• Problem statement
Find "if file.name() != name" in the material below, then copy that line and every subsequent line to the end, exactly.

── Supplied records ──

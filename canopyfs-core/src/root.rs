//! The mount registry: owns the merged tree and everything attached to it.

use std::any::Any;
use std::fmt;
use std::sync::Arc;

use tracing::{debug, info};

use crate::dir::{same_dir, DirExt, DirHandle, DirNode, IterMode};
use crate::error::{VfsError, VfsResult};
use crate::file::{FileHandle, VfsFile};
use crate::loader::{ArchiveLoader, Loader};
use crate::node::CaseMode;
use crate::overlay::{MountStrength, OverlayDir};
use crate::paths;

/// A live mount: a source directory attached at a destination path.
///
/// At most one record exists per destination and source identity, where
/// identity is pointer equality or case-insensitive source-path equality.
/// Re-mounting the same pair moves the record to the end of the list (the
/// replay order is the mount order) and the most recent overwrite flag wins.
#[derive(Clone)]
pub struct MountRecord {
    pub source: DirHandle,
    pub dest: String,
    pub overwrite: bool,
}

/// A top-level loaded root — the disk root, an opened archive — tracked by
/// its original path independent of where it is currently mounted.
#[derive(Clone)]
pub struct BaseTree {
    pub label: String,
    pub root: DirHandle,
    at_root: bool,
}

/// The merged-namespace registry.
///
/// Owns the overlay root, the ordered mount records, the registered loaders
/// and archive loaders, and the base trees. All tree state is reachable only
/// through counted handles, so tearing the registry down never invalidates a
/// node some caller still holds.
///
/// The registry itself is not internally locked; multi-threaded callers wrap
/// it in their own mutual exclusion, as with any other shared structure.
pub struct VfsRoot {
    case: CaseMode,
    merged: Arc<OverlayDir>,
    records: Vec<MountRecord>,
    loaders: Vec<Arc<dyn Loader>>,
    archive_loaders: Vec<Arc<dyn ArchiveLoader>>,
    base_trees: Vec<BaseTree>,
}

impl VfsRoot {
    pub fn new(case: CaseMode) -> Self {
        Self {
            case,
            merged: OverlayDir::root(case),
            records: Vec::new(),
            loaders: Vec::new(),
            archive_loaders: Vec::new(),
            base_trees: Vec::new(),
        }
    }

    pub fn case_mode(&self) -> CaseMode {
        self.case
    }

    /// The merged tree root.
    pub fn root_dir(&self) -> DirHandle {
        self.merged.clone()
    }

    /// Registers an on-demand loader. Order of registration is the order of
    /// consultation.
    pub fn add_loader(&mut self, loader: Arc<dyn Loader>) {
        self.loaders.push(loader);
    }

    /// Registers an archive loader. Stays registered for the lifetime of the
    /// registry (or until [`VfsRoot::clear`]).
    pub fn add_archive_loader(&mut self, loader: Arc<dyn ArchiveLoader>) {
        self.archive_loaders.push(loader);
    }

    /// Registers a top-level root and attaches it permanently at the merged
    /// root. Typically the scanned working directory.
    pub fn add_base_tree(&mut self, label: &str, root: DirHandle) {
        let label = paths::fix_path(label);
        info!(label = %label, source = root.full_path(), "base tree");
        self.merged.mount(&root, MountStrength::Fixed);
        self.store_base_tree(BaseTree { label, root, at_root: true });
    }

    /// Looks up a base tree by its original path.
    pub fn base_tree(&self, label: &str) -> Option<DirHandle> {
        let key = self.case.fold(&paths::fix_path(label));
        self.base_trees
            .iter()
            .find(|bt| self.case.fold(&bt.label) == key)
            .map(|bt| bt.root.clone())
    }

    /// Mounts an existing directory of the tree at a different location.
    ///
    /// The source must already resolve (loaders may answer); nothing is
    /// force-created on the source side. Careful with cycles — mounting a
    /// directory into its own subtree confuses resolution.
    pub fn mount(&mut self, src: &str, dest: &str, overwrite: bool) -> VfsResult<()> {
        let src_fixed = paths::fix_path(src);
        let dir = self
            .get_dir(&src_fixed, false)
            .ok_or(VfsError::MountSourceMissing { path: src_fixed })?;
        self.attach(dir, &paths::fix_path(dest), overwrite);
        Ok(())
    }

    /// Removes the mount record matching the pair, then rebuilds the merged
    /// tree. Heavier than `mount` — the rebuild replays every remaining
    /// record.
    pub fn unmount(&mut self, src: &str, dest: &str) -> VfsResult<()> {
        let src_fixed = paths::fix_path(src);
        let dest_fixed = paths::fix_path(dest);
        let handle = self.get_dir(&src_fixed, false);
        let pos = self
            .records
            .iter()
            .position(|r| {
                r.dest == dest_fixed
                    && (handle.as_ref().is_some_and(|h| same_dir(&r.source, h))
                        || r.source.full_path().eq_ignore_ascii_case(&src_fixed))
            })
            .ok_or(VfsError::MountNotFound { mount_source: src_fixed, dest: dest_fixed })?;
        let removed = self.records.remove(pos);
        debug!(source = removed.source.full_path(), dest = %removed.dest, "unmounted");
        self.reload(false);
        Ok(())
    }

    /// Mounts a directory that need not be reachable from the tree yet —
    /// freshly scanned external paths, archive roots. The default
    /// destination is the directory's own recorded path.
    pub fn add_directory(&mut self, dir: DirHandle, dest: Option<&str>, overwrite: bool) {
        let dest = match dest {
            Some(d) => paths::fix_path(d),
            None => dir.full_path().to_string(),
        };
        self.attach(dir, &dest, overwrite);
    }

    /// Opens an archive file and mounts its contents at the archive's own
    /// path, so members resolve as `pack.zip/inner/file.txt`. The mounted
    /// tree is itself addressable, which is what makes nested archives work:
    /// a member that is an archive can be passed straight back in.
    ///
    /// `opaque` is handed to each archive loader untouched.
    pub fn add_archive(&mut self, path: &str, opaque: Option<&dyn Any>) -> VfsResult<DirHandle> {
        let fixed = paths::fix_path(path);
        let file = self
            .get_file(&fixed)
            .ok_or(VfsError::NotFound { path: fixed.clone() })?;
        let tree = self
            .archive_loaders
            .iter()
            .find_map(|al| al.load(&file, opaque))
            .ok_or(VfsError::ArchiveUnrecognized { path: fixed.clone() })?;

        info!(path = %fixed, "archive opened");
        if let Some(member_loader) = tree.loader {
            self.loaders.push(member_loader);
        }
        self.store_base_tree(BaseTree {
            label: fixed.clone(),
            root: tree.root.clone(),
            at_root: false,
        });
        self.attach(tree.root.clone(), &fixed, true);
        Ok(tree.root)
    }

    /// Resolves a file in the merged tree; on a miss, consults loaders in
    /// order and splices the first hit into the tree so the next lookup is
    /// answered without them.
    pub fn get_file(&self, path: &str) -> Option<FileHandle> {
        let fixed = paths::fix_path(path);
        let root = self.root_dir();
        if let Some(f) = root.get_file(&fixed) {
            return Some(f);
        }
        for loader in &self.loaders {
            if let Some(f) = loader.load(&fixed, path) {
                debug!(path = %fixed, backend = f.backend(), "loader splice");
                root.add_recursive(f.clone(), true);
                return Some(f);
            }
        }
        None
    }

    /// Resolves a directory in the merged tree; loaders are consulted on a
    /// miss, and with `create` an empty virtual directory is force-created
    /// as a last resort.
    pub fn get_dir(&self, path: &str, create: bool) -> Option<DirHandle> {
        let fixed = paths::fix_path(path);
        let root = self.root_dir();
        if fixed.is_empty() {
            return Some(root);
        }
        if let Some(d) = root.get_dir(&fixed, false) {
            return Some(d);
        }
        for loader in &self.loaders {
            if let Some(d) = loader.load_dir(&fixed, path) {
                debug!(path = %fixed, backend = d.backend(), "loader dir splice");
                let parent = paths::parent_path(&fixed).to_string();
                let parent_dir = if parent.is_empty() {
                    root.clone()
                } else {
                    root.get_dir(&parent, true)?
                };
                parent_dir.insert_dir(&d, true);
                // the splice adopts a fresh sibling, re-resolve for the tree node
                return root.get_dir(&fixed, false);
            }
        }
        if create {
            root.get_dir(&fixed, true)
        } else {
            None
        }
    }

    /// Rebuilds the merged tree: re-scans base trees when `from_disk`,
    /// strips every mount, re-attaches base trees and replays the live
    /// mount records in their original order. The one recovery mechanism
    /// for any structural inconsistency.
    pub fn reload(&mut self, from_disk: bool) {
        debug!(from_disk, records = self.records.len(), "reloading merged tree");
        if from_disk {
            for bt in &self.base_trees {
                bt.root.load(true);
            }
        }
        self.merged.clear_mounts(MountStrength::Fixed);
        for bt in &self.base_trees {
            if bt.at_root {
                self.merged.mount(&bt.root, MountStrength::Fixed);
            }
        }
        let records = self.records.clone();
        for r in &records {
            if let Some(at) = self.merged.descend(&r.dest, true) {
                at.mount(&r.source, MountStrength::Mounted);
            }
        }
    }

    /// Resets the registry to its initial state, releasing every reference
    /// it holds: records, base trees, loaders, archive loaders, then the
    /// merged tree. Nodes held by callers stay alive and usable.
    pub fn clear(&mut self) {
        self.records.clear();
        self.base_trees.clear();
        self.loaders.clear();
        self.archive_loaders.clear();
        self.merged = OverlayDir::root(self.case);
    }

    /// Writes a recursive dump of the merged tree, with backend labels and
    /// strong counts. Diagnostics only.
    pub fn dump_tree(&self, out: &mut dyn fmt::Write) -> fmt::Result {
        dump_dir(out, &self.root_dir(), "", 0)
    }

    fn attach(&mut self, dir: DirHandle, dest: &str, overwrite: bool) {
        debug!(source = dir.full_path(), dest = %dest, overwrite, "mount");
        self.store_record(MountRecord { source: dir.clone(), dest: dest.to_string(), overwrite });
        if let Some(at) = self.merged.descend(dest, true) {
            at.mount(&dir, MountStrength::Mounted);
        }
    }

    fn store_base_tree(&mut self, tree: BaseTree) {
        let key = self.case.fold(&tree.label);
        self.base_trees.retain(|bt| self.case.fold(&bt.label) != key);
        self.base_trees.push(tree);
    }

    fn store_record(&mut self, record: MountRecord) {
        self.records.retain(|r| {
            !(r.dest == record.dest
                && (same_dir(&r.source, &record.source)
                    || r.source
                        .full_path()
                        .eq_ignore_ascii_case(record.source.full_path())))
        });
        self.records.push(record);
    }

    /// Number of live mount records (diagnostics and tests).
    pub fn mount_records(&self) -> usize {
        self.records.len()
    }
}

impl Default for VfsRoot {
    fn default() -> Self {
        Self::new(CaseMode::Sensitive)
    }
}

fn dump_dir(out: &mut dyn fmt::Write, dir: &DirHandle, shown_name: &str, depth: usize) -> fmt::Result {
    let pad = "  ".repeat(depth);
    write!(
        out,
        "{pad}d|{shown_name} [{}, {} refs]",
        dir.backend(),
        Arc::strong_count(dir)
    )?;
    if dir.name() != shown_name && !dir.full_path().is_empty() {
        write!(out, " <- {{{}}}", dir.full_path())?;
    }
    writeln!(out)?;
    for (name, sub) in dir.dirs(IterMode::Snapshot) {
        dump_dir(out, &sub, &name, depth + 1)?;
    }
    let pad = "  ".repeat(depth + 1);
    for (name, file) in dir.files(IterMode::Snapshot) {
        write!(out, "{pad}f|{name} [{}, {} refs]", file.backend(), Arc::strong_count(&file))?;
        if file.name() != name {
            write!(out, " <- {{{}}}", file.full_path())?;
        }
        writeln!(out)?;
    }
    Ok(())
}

───

• Answer box
        if file.name() != name {
            write!(out, " <- {{{}}}", file.full_path())?;
        }
        writeln!(out)?;
    }
    Ok(())
}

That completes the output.